Da Bagnoli a Napoli est, dal palazzo della facoltà di economia sul lungomare al vecchio Hotel de Londres, dal carcere di Nisida alla gestione dissennata del lungomare, e chi più ne ha più ne metta, il minimo comune denominatore sembra essere un potere pubblico che rifiuta il ruolo istituzionale di programmazione e regolazione e pretende di gestire direttamente il territorio. Ciò garantisce un privilegio di casta, come nel caso del molo borbonico, ma ancor di più garantisce il consenso elettorale che la gestione diretta delle risorse può generare. Se le poche cose che si riescono a fare sono sempre una concessione del potere pubblico e mai un successo dell’iniziativa privata, ci sarà sempre qualcuno a cui essere grati al successivo appuntamento elettorale. È una tara socio-culturale di fondo, senza superare la quale nessuno sviluppo serio, né turistico né di altro genere, sarà mai possibile.

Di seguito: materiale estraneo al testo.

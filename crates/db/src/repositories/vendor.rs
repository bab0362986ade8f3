use sqlx::sqlite::SqliteRow;

use procura_core::domain::vendor::{Vendor, VendorId};
use procura_core::ports::{CascadeOutcome, RepositoryError, VendorRepository};

use super::{column, database_error, parse_timestamp, timestamp};
use crate::DbPool;

const VENDOR_COLUMNS: &str = "id, name, email, tags, created_at";

pub struct SqlVendorRepository {
    pool: DbPool,
}

impl SqlVendorRepository {
    pub fn new(pool: DbPool) -> Self {
        Self { pool }
    }
}

/// Decodes vendor columns, optionally aliased with `prefix` in joined queries.
pub(crate) fn row_to_vendor(row: &SqliteRow, prefix: &str) -> Result<Vendor, RepositoryError> {
    let id: String = column(row, &format!("{prefix}id"))?;
    let name: String = column(row, &format!("{prefix}name"))?;
    let email: String = column(row, &format!("{prefix}email"))?;
    let tags: Option<String> = column(row, &format!("{prefix}tags"))?;
    let created_at: String = column(row, &format!("{prefix}created_at"))?;

    Ok(Vendor {
        id: VendorId(id),
        name,
        email,
        tags,
        created_at: parse_timestamp(&created_at)?,
    })
}

#[async_trait::async_trait]
impl VendorRepository for SqlVendorRepository {
    async fn list(&self) -> Result<Vec<Vendor>, RepositoryError> {
        let rows = sqlx::query(&format!(
            "SELECT {VENDOR_COLUMNS} FROM vendor ORDER BY created_at DESC, rowid DESC"
        ))
        .fetch_all(&self.pool)
        .await
        .map_err(database_error)?;

        rows.iter().map(|row| row_to_vendor(row, "")).collect()
    }

    async fn find_by_id(&self, id: &VendorId) -> Result<Option<Vendor>, RepositoryError> {
        let row = sqlx::query(&format!("SELECT {VENDOR_COLUMNS} FROM vendor WHERE id = ?"))
            .bind(&id.0)
            .fetch_optional(&self.pool)
            .await
            .map_err(database_error)?;

        row.as_ref().map(|row| row_to_vendor(row, "")).transpose()
    }

    async fn find_by_ids(&self, ids: &[VendorId]) -> Result<Vec<Vendor>, RepositoryError> {
        if ids.is_empty() {
            return Ok(Vec::new());
        }

        let placeholders = vec!["?"; ids.len()].join(", ");
        let sql = format!(
            "SELECT {VENDOR_COLUMNS} FROM vendor WHERE id IN ({placeholders})
             ORDER BY created_at ASC, rowid ASC"
        );
        let mut query = sqlx::query(&sql);
        for id in ids {
            query = query.bind(&id.0);
        }
        let rows = query.fetch_all(&self.pool).await.map_err(database_error)?;

        rows.iter().map(|row| row_to_vendor(row, "")).collect()
    }

    async fn find_by_email(&self, email: &str) -> Result<Option<Vendor>, RepositoryError> {
        let row = sqlx::query(&format!("SELECT {VENDOR_COLUMNS} FROM vendor WHERE email = ?"))
            .bind(email)
            .fetch_optional(&self.pool)
            .await
            .map_err(database_error)?;

        row.as_ref().map(|row| row_to_vendor(row, "")).transpose()
    }

    async fn insert(&self, vendor: Vendor) -> Result<(), RepositoryError> {
        sqlx::query(
            "INSERT INTO vendor (id, name, email, tags, created_at) VALUES (?, ?, ?, ?, ?)",
        )
        .bind(&vendor.id.0)
        .bind(&vendor.name)
        .bind(&vendor.email)
        .bind(&vendor.tags)
        .bind(timestamp(&vendor.created_at))
        .execute(&self.pool)
        .await
        .map_err(|error| match database_error(error) {
            RepositoryError::Conflict(_) => RepositoryError::Conflict(format!(
                "vendor email `{}` is already registered",
                vendor.email
            )),
            other => other,
        })?;

        Ok(())
    }

    async fn delete_cascade(
        &self,
        id: &VendorId,
    ) -> Result<Option<CascadeOutcome>, RepositoryError> {
        let mut tx = self.pool.begin().await.map_err(database_error)?;

        let proposals = sqlx::query("DELETE FROM proposal WHERE vendor_id = ?")
            .bind(&id.0)
            .execute(&mut *tx)
            .await
            .map_err(database_error)?;
        let vendors = sqlx::query("DELETE FROM vendor WHERE id = ?")
            .bind(&id.0)
            .execute(&mut *tx)
            .await
            .map_err(database_error)?;

        if vendors.rows_affected() == 0 {
            tx.rollback().await.map_err(database_error)?;
            return Ok(None);
        }

        tx.commit().await.map_err(database_error)?;
        Ok(Some(CascadeOutcome { proposals_removed: proposals.rows_affected() }))
    }
}
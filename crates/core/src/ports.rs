//! Seams between the procurement workflow and the outside world.
//!
//! Persistence, mail and structured extraction are all reached through these
//! traits so the lifecycle can run against SQLite, an HTTP relay and a hosted
//! model in production, and against in-memory doubles in tests.

use std::time::Duration;

use async_trait::async_trait;
use serde::{Deserialize, Serialize};
use thiserror::Error;

use crate::correlation::CorrelationTag;
use crate::domain::proposal::{Proposal, ProposalSummary, ProposalWithVendor};
use crate::domain::rfp::{Rfp, RfpId, RfpStatus, RfpSummary};
use crate::domain::structured::{ProposalAnalysis, RfpStructure};
use crate::domain::vendor::{Vendor, VendorId};

#[derive(Clone, Debug, Error, PartialEq, Eq)]
pub enum RepositoryError {
    #[error("database error: {0}")]
    Database(String),
    #[error("decode error: {0}")]
    Decode(String),
    #[error("conflict: {0}")]
    Conflict(String),
}

/// Rows removed alongside a parent record.
#[derive(Clone, Copy, Debug, Default, PartialEq, Eq)]
pub struct CascadeOutcome {
    pub proposals_removed: u64,
}

#[async_trait]
pub trait VendorRepository: Send + Sync {
    /// All vendors, newest first.
    async fn list(&self) -> Result<Vec<Vendor>, RepositoryError>;
    async fn find_by_id(&self, id: &VendorId) -> Result<Option<Vendor>, RepositoryError>;
    /// Resolves the ids that exist; unknown ids are silently absent from the result.
    async fn find_by_ids(&self, ids: &[VendorId]) -> Result<Vec<Vendor>, RepositoryError>;
    /// Exact, case-sensitive address lookup.
    async fn find_by_email(&self, email: &str) -> Result<Option<Vendor>, RepositoryError>;
    /// Fails with [`RepositoryError::Conflict`] when the email is already registered.
    async fn insert(&self, vendor: Vendor) -> Result<(), RepositoryError>;
    /// Removes the vendor and every proposal it submitted. `None` when absent.
    async fn delete_cascade(&self, id: &VendorId)
        -> Result<Option<CascadeOutcome>, RepositoryError>;
}

#[async_trait]
pub trait RfpRepository: Send + Sync {
    /// All RFPs, newest first, with their proposal counts.
    async fn list_with_counts(&self) -> Result<Vec<RfpSummary>, RepositoryError>;
    async fn find_by_id(&self, id: &RfpId) -> Result<Option<Rfp>, RepositoryError>;
    async fn insert(&self, rfp: Rfp) -> Result<(), RepositoryError>;
    /// Moves the RFP to `to` only while it is still in `from`. Returns whether a row changed.
    async fn transition_status(
        &self,
        id: &RfpId,
        from: RfpStatus,
        to: RfpStatus,
    ) -> Result<bool, RepositoryError>;
    async fn delete_cascade(&self, id: &RfpId) -> Result<Option<CascadeOutcome>, RepositoryError>;
}

#[async_trait]
pub trait ProposalRepository: Send + Sync {
    /// Proposals for one RFP in arrival order, each joined with its vendor.
    async fn list_for_rfp(&self, rfp_id: &RfpId)
        -> Result<Vec<ProposalWithVendor>, RepositoryError>;
    async fn exists(
        &self,
        rfp_id: &RfpId,
        vendor_id: &VendorId,
        raw_body: &str,
    ) -> Result<bool, RepositoryError>;
    /// Inserts unless an identical `(rfp, vendor, body)` row is already stored.
    /// Returns whether a row was written.
    async fn insert_if_absent(&self, proposal: Proposal) -> Result<bool, RepositoryError>;
}

#[derive(Clone, Debug, PartialEq, Eq, Serialize, Deserialize)]
pub struct OutboundEmail {
    pub to: String,
    pub subject: String,
    pub text: String,
}

#[derive(Clone, Debug, PartialEq, Eq, Serialize, Deserialize)]
pub struct InboundEmail {
    pub from: String,
    pub subject: String,
    pub body: String,
}

#[derive(Clone, Debug, Error, PartialEq, Eq)]
pub enum TransportError {
    #[error("mail service unavailable: {0}")]
    Unavailable(String),
    #[error("mail service rejected request with status {status}: {message}")]
    Rejected { status: u16, message: String },
    #[error("mail service returned malformed payload: {0}")]
    Malformed(String),
}

#[async_trait]
pub trait MailTransport: Send + Sync {
    async fn send(&self, email: OutboundEmail) -> Result<(), TransportError>;
    /// Messages whose subject carries the tag. Implementations may match loosely;
    /// callers re-check each subject with [`CorrelationTag::matches`].
    async fn fetch_responses(
        &self,
        tag: &CorrelationTag,
    ) -> Result<Vec<InboundEmail>, TransportError>;
}

#[derive(Clone, Debug, Error, PartialEq, Eq)]
pub enum ExtractionError {
    #[error("extraction exceeded its {budget:?} budget")]
    Timeout { budget: Duration },
    #[error("extraction upstream failed: {0}")]
    Upstream(String),
    #[error("extraction returned malformed output: {0}")]
    Malformed(String),
    #[error("extraction returned no content")]
    Empty,
}

/// Turns free text into typed structures. RFP extraction and comparison degrade
/// to fallback values on failure; proposal analysis reports the error so the
/// caller can skip the message.
#[async_trait]
pub trait StructuredExtractor: Send + Sync {
    async fn extract_rfp(&self, prompt: &str) -> RfpStructure;
    async fn analyze_proposal(&self, body: &str) -> Result<ProposalAnalysis, ExtractionError>;
    async fn compare(&self, proposals: &[ProposalSummary]) -> String;
}
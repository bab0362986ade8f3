//! RFP lifecycle: drafting, dispatch, response correlation and comparison.
//!
//! The manager owns RFP and proposal state. Vendors are only read, through the
//! email-address join used while correlating replies.

mod compare;
mod correlate;
mod dispatch;

use std::sync::Arc;

use tracing::info;

pub use compare::NO_PROPOSALS;
pub use correlate::CorrelationReport;
pub use dispatch::{DispatchReport, Invitation, InvitationTemplate};

use crate::domain::rfp::{Rfp, RfpDetail, RfpId, RfpStatus, RfpSummary};
use crate::errors::{ApplicationError, DomainError};
use crate::ports::{
    CascadeOutcome, MailTransport, ProposalRepository, RfpRepository, StructuredExtractor,
    VendorRepository,
};

/// Collaborators handed to [`RfpLifecycleManager::new`].
#[derive(Clone)]
pub struct LifecyclePorts {
    pub rfps: Arc<dyn RfpRepository>,
    pub vendors: Arc<dyn VendorRepository>,
    pub proposals: Arc<dyn ProposalRepository>,
    pub mail: Arc<dyn MailTransport>,
    pub extractor: Arc<dyn StructuredExtractor>,
}

#[derive(Clone)]
pub struct RfpLifecycleManager {
    rfps: Arc<dyn RfpRepository>,
    vendors: Arc<dyn VendorRepository>,
    proposals: Arc<dyn ProposalRepository>,
    mail: Arc<dyn MailTransport>,
    extractor: Arc<dyn StructuredExtractor>,
    invitation: Arc<InvitationTemplate>,
}

impl RfpLifecycleManager {
    pub fn new(ports: LifecyclePorts) -> Result<Self, ApplicationError> {
        let invitation = InvitationTemplate::load().map_err(|error| {
            ApplicationError::Configuration(format!("invitation template failed to load: {error}"))
        })?;

        Ok(Self {
            rfps: ports.rfps,
            vendors: ports.vendors,
            proposals: ports.proposals,
            mail: ports.mail,
            extractor: ports.extractor,
            invitation: Arc::new(invitation),
        })
    }

    /// Drafts an RFP from a free-text request. Extraction never fails here: a
    /// slow or broken model yields fallback structure and the draft is still stored.
    pub async fn create_rfp(&self, prompt: &str) -> Result<Rfp, ApplicationError> {
        if prompt.trim().is_empty() {
            return Err(DomainError::Validation("prompt must not be empty".to_string()).into());
        }

        let structure = self.extractor.extract_rfp(prompt).await;
        let rfp = Rfp::draft(prompt, structure);
        self.rfps.insert(rfp.clone()).await?;

        info!(
            event_name = "rfp.lifecycle.created",
            rfp_id = %rfp.id,
            title = %rfp.title,
            "rfp drafted"
        );
        Ok(rfp)
    }

    pub async fn list(&self) -> Result<Vec<RfpSummary>, ApplicationError> {
        Ok(self.rfps.list_with_counts().await?)
    }

    /// The RFP with its proposals in arrival order, or `None` when absent.
    pub async fn get(&self, id: &RfpId) -> Result<Option<RfpDetail>, ApplicationError> {
        let Some(rfp) = self.rfps.find_by_id(id).await? else {
            return Ok(None);
        };
        let proposals = self.proposals.list_for_rfp(id).await?;
        Ok(Some(RfpDetail { rfp, proposals }))
    }

    /// Moves a draft or sent RFP to `closed`. Closing twice is a no-op.
    pub async fn close(&self, id: &RfpId) -> Result<Rfp, ApplicationError> {
        loop {
            let mut rfp = self
                .rfps
                .find_by_id(id)
                .await?
                .ok_or_else(|| ApplicationError::not_found("rfp", id.0.clone()))?;

            let read_as = rfp.status;
            if !rfp.close() {
                return Ok(rfp);
            }
            if self.rfps.transition_status(&rfp.id, read_as, RfpStatus::Closed).await? {
                info!(event_name = "rfp.lifecycle.closed", rfp_id = %rfp.id, "rfp closed");
                return Ok(rfp);
            }
            // status advanced concurrently; re-read
        }
    }

    /// Deletes the RFP and all of its proposals.
    pub async fn delete(&self, id: &RfpId) -> Result<CascadeOutcome, ApplicationError> {
        let outcome = self
            .rfps
            .delete_cascade(id)
            .await?
            .ok_or_else(|| ApplicationError::not_found("rfp", id.0.clone()))?;

        info!(
            event_name = "rfp.lifecycle.deleted",
            rfp_id = %id,
            proposals_removed = outcome.proposals_removed,
            "rfp deleted"
        );
        Ok(outcome)
    }
}
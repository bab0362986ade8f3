use procura_core::config::{LogFormat, LoggingConfig};
use tracing::Level;

/// Installs the global subscriber. A second call is a no-op so tests and
/// embedding binaries can share one process.
pub fn init_logging(config: &LoggingConfig) {
    let log_level = config.level.parse::<Level>().unwrap_or(Level::INFO);
    let builder = tracing_subscriber::fmt().with_target(false).with_max_level(log_level);

    let _ = match config.format {
        LogFormat::Compact => builder.compact().try_init(),
        LogFormat::Pretty => builder.pretty().try_init(),
        LogFormat::Json => builder.json().try_init(),
    };
}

La politica locale deve rinunciare a fare annunci di progetti irrealizzabili, utili solo a far oscillare nel breve le lancette del consenso e deve rinunciare ai piccoli e grandi privilegi che alcuni incarichi pubblici garantiscono, per tornare nella sua dimensione naturale. Il potere pubblico non ha la funzione di gestire il territorio, ma di programmarne lo sviluppo, indicando limiti e vincoli e garantendo legalità e certezza amministrativa sugli atti di programmazione e sui tempi della loro realizzazione. Al di là della realizzazione delle infrastrutture, per le quali il ruolo diretto del soggetto pubblico è spesso indispensabile, lo sviluppo dei progetti va lasciato all’iniziativa economica privata che, se troverà anche qui un interlocutore pubblico affidabile e non invadente, non rinuncerà, secondo logiche economiche ormai globali e uguali dappertutto, a cogliere le occasioni che un territorio così ricco di risorse naturali, artistiche e culturali offre a chi ha idee e risorse da investire. Per ragioni geopolitiche del tutto indipendenti dalla nostra volontà, il vento della storia soffia in una direzione favorevole a Napoli e al Mezzogiorno, ma per cogliere l’occasione, forse irripetibile, è necessario ripensare il ruolo del potere pubblico e i meccanismi di costruzione del consenso.